Design and construction
- Architect: Sydney Mitchell
- Architecture firm: Sydney Mitchell and Wilson

Website
- eusa.ed.ac.uk

Listed Building – Category B
- Designated: 13 December 1970
- Reference no.: LB27998

= Teviot Row House =

Students' union building in Edinburgh, Scotland

Teviot Row House, or Teviot (/ˈtiːviət/), is one of the student union buildings at the University of Edinburgh, Scotland.
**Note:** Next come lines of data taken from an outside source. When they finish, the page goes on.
use std::io::IsTerminal;

use clap::{
    Args, CommandFactory, Parser, Subcommand,
    builder::{
        Styles,
        styling::{AnsiColor, Effects},
    },
};
use clap_complete::{Shell, generate};
use tokio_util::sync::CancellationToken;
use tracing_subscriber::EnvFilter;

use spotctl::{
    Res,
    cli::{self, App, CleanupOptions, ExitError},
    config, error,
};

fn styles() -> Styles {
    Styles::styled()
        .header(AnsiColor::White.on_default() | Effects::BOLD)
        .usage(AnsiColor::White.on_default() | Effects::BOLD)
        .literal(AnsiColor::BrightBlue.on_default())
        .placeholder(AnsiColor::BrightGreen.on_default())
}

#[derive(Parser, Debug, Clone)]
#[clap(
  version = env!("CARGO_PKG_VERSION"),
  name=env!("CARGO_PKG_NAME"),
  bin_name=env!("CARGO_PKG_NAME"),
  about=env!("CARGO_PKG_DESCRIPTION"),
  styles=styles(),
)]
struct Cli {
    #[clap(subcommand)]
    command: Command,
}

#[derive(Subcommand, Debug, Clone)]
pub enum Command {
    /// Spotify Connect devices
    #[command(subcommand)]
    Device(DeviceCommand),

    /// Show current playback
    Status(JsonFlag),

    /// Move playback to another device
    Transfer(TransferOptions),

    /// Play a URI, link, id or the top search hit
    Play(PlayOptions),

    /// Pause playback
    Pause(DeviceFlag),

    /// Skip to the next track
    Next(DeviceFlag),

    /// Go back to the previous track
    #[clap(alias = "prev")]
    Previous(DeviceFlag),

    /// Set volume (0-100)
    Volume(VolumeOptions),

    /// Search the catalog
    #[command(subcommand)]
    Search(SearchCommand),

    /// Create and edit playlists
    #[command(subcommand)]
    Playlist(PlaylistCommand),

    /// Obtain a refresh token
    #[command(subcommand)]
    Auth(AuthCommand),

    /// Get shell completions
    Completions(CompletionsOption),
}

#[derive(Args, Debug, Clone)]
pub struct JsonFlag {
    /// JSON output
    #[clap(long)]
    json: bool,
}

#[derive(Args, Debug, Clone)]
pub struct DeviceFlag {
    /// Device name or id (defaults to the active device)
    #[clap(long)]
    device: Option<String>,
}

#[derive(Subcommand, Debug, Clone)]
pub enum DeviceCommand {
    /// List available devices
    List(JsonFlag),
}

#[derive(Args, Debug, Clone)]
pub struct TransferOptions {
    /// Device name or id
    #[clap(long)]
    device: String,

    /// Start playback after transfer
    #[clap(long, default_value_t = true, action = clap::ArgAction::Set)]
    play: bool,
}

#[derive(Args, Debug, Clone)]
pub struct PlayOptions {
    /// Device name or id
    #[clap(long)]
    device: String,

    /// Spotify URI, open.spotify.com link, or a search query
    target: String,
}

#[derive(Args, Debug, Clone)]
pub struct VolumeOptions {
    /// Device name or id (defaults to the active device)
    #[clap(long)]
    device: Option<String>,

    #[clap(value_parser = clap::value_parser!(u8).range(0..=100))]
    percent: u8,
}

#[derive(Subcommand, Debug, Clone)]
pub enum SearchCommand {
    /// Search tracks
    #[clap(alias = "track")]
    Tracks(SearchTracksOptions),
}

#[derive(Args, Debug, Clone)]
pub struct SearchTracksOptions {
    #[clap(required = true, num_args = 1..)]
    query: Vec<String>,

    /// Max results (1-50)
    #[clap(long, default_value_t = 10)]
    limit: u32,

    /// JSON output
    #[clap(long)]
    json: bool,
}

#[derive(Subcommand, Debug, Clone)]
pub enum PlaylistCommand {
    /// Create a playlist
    Create {
        #[clap(long)]
        name: String,
        #[clap(long)]
        public: bool,
        #[clap(long, default_value = "")]
        description: String,
        #[clap(long)]
        json: bool,
    },

    /// Add tracks by URI or link
    Add {
        /// Playlist id, URI or URL
        #[clap(long)]
        playlist: String,
        #[clap(required = true, num_args = 1..)]
        tracks: Vec<String>,
        #[clap(long)]
        json: bool,
    },

    /// Add the top search hit for each query
    AddQuery {
        /// Playlist id, URI or URL
        #[clap(long)]
        playlist: String,
        queries: Vec<String>,
        /// Read queries from stdin, one per line
        #[clap(long)]
        stdin: bool,
        /// Parse stdin as `<artist>\t<track>`
        #[clap(long, requires = "stdin")]
        tsv: bool,
        /// Search limit per query
        #[clap(long, default_value_t = 3)]
        limit: u32,
        #[clap(long)]
        json: bool,
    },

    /// Make a playlist public or private
    Privacy {
        /// Playlist id, URI or URL
        #[clap(long)]
        playlist: String,
        #[clap(long, conflicts_with = "private", required_unless_present = "private")]
        public: bool,
        #[clap(long)]
        private: bool,
        #[clap(long)]
        json: bool,
    },

    /// Unfollow playlists matching a name prefix or regex
    Cleanup {
        #[clap(long, default_value = cli::DEFAULT_CLEANUP_PREFIX)]
        prefix: String,
        #[clap(long)]
        regex: Option<String>,
        /// Actually unfollow matched playlists
        #[clap(long)]
        apply: bool,
        /// Confirm deletion (required with --apply)
        #[clap(long)]
        yes: bool,
        #[clap(long)]
        json: bool,
    },
}

#[derive(Args, Debug, Clone)]
pub struct ScopeOptions {
    /// Space-separated scopes
    #[clap(long)]
    scopes: Option<String>,

    /// Force the consent dialog
    #[clap(long, default_value_t = true, action = clap::ArgAction::Set)]
    show_dialog: bool,
}

impl ScopeOptions {
    fn scopes(&self) -> Vec<String> {
        match &self.scopes {
            Some(s) => s.split_whitespace().map(str::to_string).collect(),
            None => config::DEFAULT_SCOPES.iter().map(|s| s.to_string()).collect(),
        }
    }
}

#[derive(Subcommand, Debug, Clone)]
pub enum AuthCommand {
    /// Print the authorize URL
    Url {
        #[clap(long)]
        redirect_uri: String,
        #[clap(flatten)]
        scopes: ScopeOptions,
    },

    /// Exchange an authorization code for a refresh token
    Exchange {
        #[clap(long)]
        redirect_uri: String,
        #[clap(long, required_unless_present = "redirect_url")]
        code: Option<String>,
        /// Full redirect URL pasted from the browser
        #[clap(long)]
        redirect_url: Option<String>,
    },

    /// Log in through a local HTTPS callback server
    Login {
        /// e.g. https://localhost:8899/callback
        #[clap(long)]
        redirect_uri: String,
        #[clap(flatten)]
        scopes: ScopeOptions,
        /// Print the URL instead of opening a browser
        #[clap(long)]
        no_open: bool,
    },
}

#[derive(Args, Debug, Clone)]
pub struct CompletionsOption {
    shell: Shell,
}

fn init_tracing() {
    let filter = if config::debug() || config::debug_http() {
        EnvFilter::new("spotctl=debug")
    } else {
        EnvFilter::try_from_default_env().unwrap_or_else(|_| EnvFilter::new("warn"))
    };
    tracing_subscriber::fmt()
        .with_env_filter(filter)
        .with_writer(std::io::stderr)
        .with_target(false)
        .init();
}

async fn run(command: Command, app: &App) -> Res<()> {
    match command {
        Command::Device(DeviceCommand::List(o)) => cli::device_list(app, o.json).await,
        Command::Status(o) => cli::status(app, o.json).await,
        Command::Transfer(o) => cli::transfer(app, &o.device, o.play).await,
        Command::Play(o) => cli::play(app, &o.device, &o.target).await,
        Command::Pause(o) => cli::pause(app, o.device.as_deref()).await,
        Command::Next(o) => cli::next(app, o.device.as_deref()).await,
        Command::Previous(o) => cli::previous(app, o.device.as_deref()).await,
        Command::Volume(o) => cli::volume(app, o.device.as_deref(), o.percent).await,
        Command::Search(SearchCommand::Tracks(o)) => {
            cli::search_tracks(app, &o.query, o.limit, o.json).await
        }

        Command::Playlist(cmd) => match cmd {
            PlaylistCommand::Create {
                name,
                public,
                description,
                json,
            } => cli::playlist_create(app, &name, public, &description, json).await,
            PlaylistCommand::Add {
                playlist,
                tracks,
                json,
            } => cli::playlist_add(app, &playlist, &tracks, json).await,
            PlaylistCommand::AddQuery {
                playlist,
                mut queries,
                stdin,
                tsv,
                limit,
                json,
            } => {
                if stdin {
                    if std::io::stdin().is_terminal() {
                        return Err(ExitError::usage("--stdin given but stdin is a terminal").into());
                    }
                    queries.extend(cli::read_queries(std::io::stdin().lock(), tsv)?);
                }
                cli::playlist_add_query(app, &playlist, queries, tsv, limit, json).await
            }
            PlaylistCommand::Privacy {
                playlist,
                public,
                json,
                ..
            } => cli::playlist_privacy(app, &playlist, public, json).await,
            PlaylistCommand::Cleanup {
                prefix,
                regex,
                apply,
                yes,
                json,
            } => {
                let options = CleanupOptions {
                    prefix,
                    regex,
                    apply,
                    yes,
                };
                cli::playlist_cleanup(app, &options, json).await
            }
        },

        Command::Auth(cmd) => match cmd {
            AuthCommand::Url {
                redirect_uri,
                scopes,
            } => cli::auth_url(&redirect_uri, &scopes.scopes(), scopes.show_dialog).await,
            AuthCommand::Exchange {
                redirect_uri,
                code,
                redirect_url,
            } => {
                cli::auth_exchange(app, &redirect_uri, code.as_deref(), redirect_url.as_deref())
                    .await
            }
            AuthCommand::Login {
                redirect_uri,
                scopes,
                no_open,
            } => {
                cli::auth_login(
                    app,
                    &redirect_uri,
                    &scopes.scopes(),
                    scopes.show_dialog,
                    !no_open,
                )
                .await
            }
        },

        Command::Completions(opt) => {
            let mut cmd = Cli::command();
            let name = cmd.get_name().to_string();
            generate(opt.shell, &mut cmd, name, &mut std::io::stdout());
            Ok(())
        }
    }
}

#[tokio::main]
async fn main() {
    let args = Cli::parse();

    if let Err(e) = config::load_env() {
        error!("Cannot load environment. Err: {}", e);
    }
    init_tracing();

    let cancel = CancellationToken::new();
    let on_signal = cancel.clone();
    tokio::spawn(async move {
        if tokio::signal::ctrl_c().await.is_ok() {
            on_signal.cancel();
        }
    });

    let result = match App::new(cancel) {
        Ok(app) => run(args.command, &app).await,
        Err(e) => Err(e),
    };

    if let Err(e) = result {
        error!("{}", cli::humanize(&*e));
        std::process::exit(cli::exit_code(&*e));
    }
}
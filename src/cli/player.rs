use serde::Serialize;

use crate::{
    Res,
    cli::{App, ExitError, format_devices, optional_device, print_json, require_device},
    info,
    spotify::uri::{self, UriKind},
    success,
    types::{Device, PlayRequest, Track},
};

#[derive(Serialize)]
struct DevicesOutput<'a> {
    devices: &'a [Device],
}

#[derive(Serialize, Default)]
struct StatusOutput {
    active: bool,
    is_playing: bool,
    #[serde(skip_serializing_if = "Option::is_none")]
    progress_ms: Option<u64>,
    #[serde(skip_serializing_if = "Option::is_none")]
    device: Option<Device>,
    #[serde(skip_serializing_if = "Option::is_none")]
    item: Option<Track>,
}

pub async fn device_list(app: &App, json: bool) -> Res<()> {
    let client = app.client().await?;
    let devices = client.devices(&app.cancel).await?;

    if json {
        return print_json(&DevicesOutput { devices: &devices });
    }
    println!("{}", format_devices(&devices));
    Ok(())
}

pub async fn status(app: &App, json: bool) -> Res<()> {
    let client = app.client().await?;
    let state = client.playback_state(&app.cancel).await?;

    let out = match &state {
        Some(st) => StatusOutput {
            active: true,
            is_playing: st.is_playing,
            progress_ms: Some(st.progress_ms).filter(|p| *p > 0),
            device: Some(st.device.clone()),
            item: st.item.clone().filter(|t| !t.uri.is_empty()),
        },
        None => StatusOutput::default(),
    };

    if json {
        return print_json(&out);
    }

    let Some(st) = state else {
        println!("No active playback.");
        return Ok(());
    };
    let verb = if st.is_playing { "Playing" } else { "Paused" };
    match out.item {
        Some(item) => println!(
            "{verb} on {}: {} - {}",
            st.device.name,
            item.display_name(),
            item.display_artists()
        ),
        None => println!("{verb} on {}", st.device.name),
    }
    Ok(())
}

pub async fn transfer(app: &App, device: &str, play: bool) -> Res<()> {
    let client = app.client().await?;
    let target = require_device(app, &client, device).await?;
    client
        .transfer_playback(&app.cancel, &target.id, play)
        .await?;
    success!("Transferred to {} (id={})", target.name, target.id);
    Ok(())
}

/// Builds the play body for a normalized URI.
pub(crate) fn play_request(uri: &str, kind: &UriKind) -> Res<PlayRequest> {
    match kind {
        UriKind::Track | UriKind::Episode => Ok(PlayRequest {
            uris: vec![uri.to_string()],
            ..Default::default()
        }),
        UriKind::Album | UriKind::Playlist | UriKind::Artist | UriKind::Show => Ok(PlayRequest {
            context_uri: Some(uri.to_string()),
            ..Default::default()
        }),
        other => Err(ExitError::usage(format!("unsupported URI kind for play: {other} ({uri})")).into()),
    }
}

/// Plays a URI, link or id; anything else is searched and the top track played.
pub async fn play(app: &App, device: &str, target: &str) -> Res<()> {
    let client = app.client().await?;
    let dev = require_device(app, &client, device).await?;

    let (mut uri, mut kind) = uri::normalize(target).map_err(|e| ExitError::usage(e.to_string()))?;
    if kind == UriKind::Unknown {
        let track = client.search_top_track(&app.cancel, target).await?;
        info!(
            "Search: {:?} -> {} - {} ({})",
            target,
            track.name,
            track.display_artists(),
            track.uri
        );
        uri = track.uri;
        kind = UriKind::Track;
    }

    let request = play_request(&uri, &kind)?;
    client.play(&app.cancel, &dev.id, &request).await?;
    success!("Play on {}: {}", dev.name, uri);
    Ok(())
}

pub async fn pause(app: &App, device: Option<&str>) -> Res<()> {
    let client = app.client().await?;
    let id = optional_device(app, &client, device).await?;
    client.pause(&app.cancel, id.as_deref()).await?;
    success!("Paused.");
    Ok(())
}

pub async fn next(app: &App, device: Option<&str>) -> Res<()> {
    let client = app.client().await?;
    let id = optional_device(app, &client, device).await?;
    client.next(&app.cancel, id.as_deref()).await?;
    success!("Next.");
    Ok(())
}

pub async fn previous(app: &App, device: Option<&str>) -> Res<()> {
    let client = app.client().await?;
    let id = optional_device(app, &client, device).await?;
    client.previous(&app.cancel, id.as_deref()).await?;
    success!("Previous.");
    Ok(())
}

pub async fn volume(app: &App, device: Option<&str>, percent: u8) -> Res<()> {
    if percent > 100 {
        return Err(ExitError::usage("volume must be an int 0-100").into());
    }
    let client = app.client().await?;
    let id = optional_device(app, &client, device).await?;
    client.volume(&app.cancel, id.as_deref(), percent).await?;
    success!("Volume set to {}%", percent);
    Ok(())
}

#[cfg(test)]
mod tests {
    use super::*;

    #[test]
    fn tracks_and_episodes_play_as_uris() {
        let req = play_request("spotify:track:3n3Ppam7vgaVa1iaRUc9Lp", &UriKind::Track).unwrap();
        assert_eq!(req.uris, vec!["spotify:track:3n3Ppam7vgaVa1iaRUc9Lp"]);
        assert!(req.context_uri.is_none());
    }

    #[test]
    fn collections_play_as_context() {
        let req = play_request("spotify:playlist:37i9dQZF1DXcBWIGoYBM5M", &UriKind::Playlist).unwrap();
        assert_eq!(req.context_uri.as_deref(), Some("spotify:playlist:37i9dQZF1DXcBWIGoYBM5M"));
        assert!(req.uris.is_empty());
    }

    #[test]
    fn other_kinds_are_rejected() {
        let err = play_request("spotify:user:abcdefghijklmnopqrstuv", &UriKind::Other("user".into())).unwrap_err();
        assert!(err.to_string().contains("unsupported URI kind"));
    }
}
Run by Edinburgh University Students' Association (EUSA), the building in Bristo Square is the oldest purpose built student union building in the world, having been opened in 1889.

== Facilities ==

Teviot has six bars, including The Library Bar serving food à la carte; The New Amphion café and bar with counter meals alongside meals à la carte; The Underground nightclub; the union's original single bar, The Lounge Bar; The Loft Bar, complete with a roof terrace; and The Sports Bar with live sport and billiard tables. Other rooms include The Debating Hall, The Dining Room and The Study, alongside several smaller meeting rooms available to student societies. In 2014 the privately operated Teviot Print Shop was opened in the reception area.

== Activities ==

During the university period Teviot hosts a number of regular events catered towards local students. These include Open Mic Nights, Monday Night Jazz, club nights and a popular Sunday night Teviot Pursuits pub quiz. Special one-off annual events using the entire building include a Christmas party, the Graduation Ball, and a Hallowe'en party. The building also plays host to EUSA's regular democratic meetings and student society events.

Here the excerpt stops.